September 12th, 2013

Aspirin Therapy with Anticoagulation in Patients with Afib?


CardioExchange’s John Ryan interviews Benjamin Steinberg about his group’s recent analysis of data from the ORBIT-AF registry on concomitant aspirin therapy with oral anticoagulation.


The investigators assessed concomitant aspirin use and its association with clinical outcomes among the >7000 patients in the ORBIT-AF registry who received oral anticoagulation. Thirty-five percent of patients received concomitant aspirin. At 6 months, these patients had significantly higher rates of major bleeding (adjusted hazard ratio, 1.53) and bleeding-related hospitalization (adjusted HR, 1.52) than patients on anticoaguation alone. Rates of ischemic events were low in both groups.

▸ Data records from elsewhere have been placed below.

use axum::{
    extract::{Request, State},
    http::header,
    middleware::Next,
    response::Response,
};
use axum_extra::extract::cookie::CookieJar;

use crate::error::ApiError;
use crate::handlers::ACCESS_COOKIE;
use crate::state::AppState;
use crate::token;

/// Extract and validate the access token from the accessToken cookie or
/// an Authorization bearer header, and expose the decoded claims to the
/// protected handler as a request extension.
pub async fn require_auth(
    State(state): State<AppState>,
    jar: CookieJar,
    mut req: Request,
    next: Next,
) -> Result<Response, ApiError> {
    let token = jar
        .get(ACCESS_COOKIE)
        .map(|c| c.value().to_string())
        .or_else(|| {
            req.headers()
                .get(header::AUTHORIZATION)
                .and_then(|v| v.to_str().ok())
                .and_then(|v| v.strip_prefix("Bearer "))
                .map(|v| v.to_string())
        })
        .ok_or_else(|| ApiError::auth("unauthorized request"))?;

    let claims = token::verify_access_token(&state.tokens, &token)
        .map_err(|e| ApiError::auth(format!("invalid access token: {}", e)))?;

    req.extensions_mut().insert(claims);
    Ok(next.run(req).await)
}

Ryan: You studied 7347 outpatients with atrial fibrillation who were taking oral anticoagulation and found that 35% were also taking aspirin. Of those patients on the combination treatment, 39% did not have atherosclerotic disease, and 17% had an elevated risk of bleeding. Have you revealed a large group of patients who are being overtreated?

Steinberg: I think we highlighted a large group of patients where the utility of aspirin should be considered very carefully. In patients without manifest atherosclerotic disease, the benefits of aspirin primary prevention are less robust. Furthermore, I think generally we’re more aware that long-term aspirin is not an entirely benign therapy and does carry risk. This point is probably accentuated in patients taking concomitant oral anticoagulation.

Ryan: Should aspirin in these patients be considered a medical error?

Steinberg: I’m not sure we can say that – it’s a judgment call for the physician. What we tried to do was highlight the use of dual therapy in patients that may not warrant it, and provide a glimpse of the potential risks of such an approach.

Ryan: What action should occur as a result of your study?

Steinberg: I think we as providers need to look very closely at our patients on long-term anticoagulation who are also taking long-term antiplatelet therapy (or may be taking it over the counter unbeknownst to us). I’m now much more attuned to patients taking aspirin without a convincing indication. When possible, I try to restrict aspirin use to patients who have a clear reason to be on it, particularly if they’re on other antithrombotic therapy.


Will the findings of the ORBIT-AF analysis affect how you approach patients on long-term anticoagulation?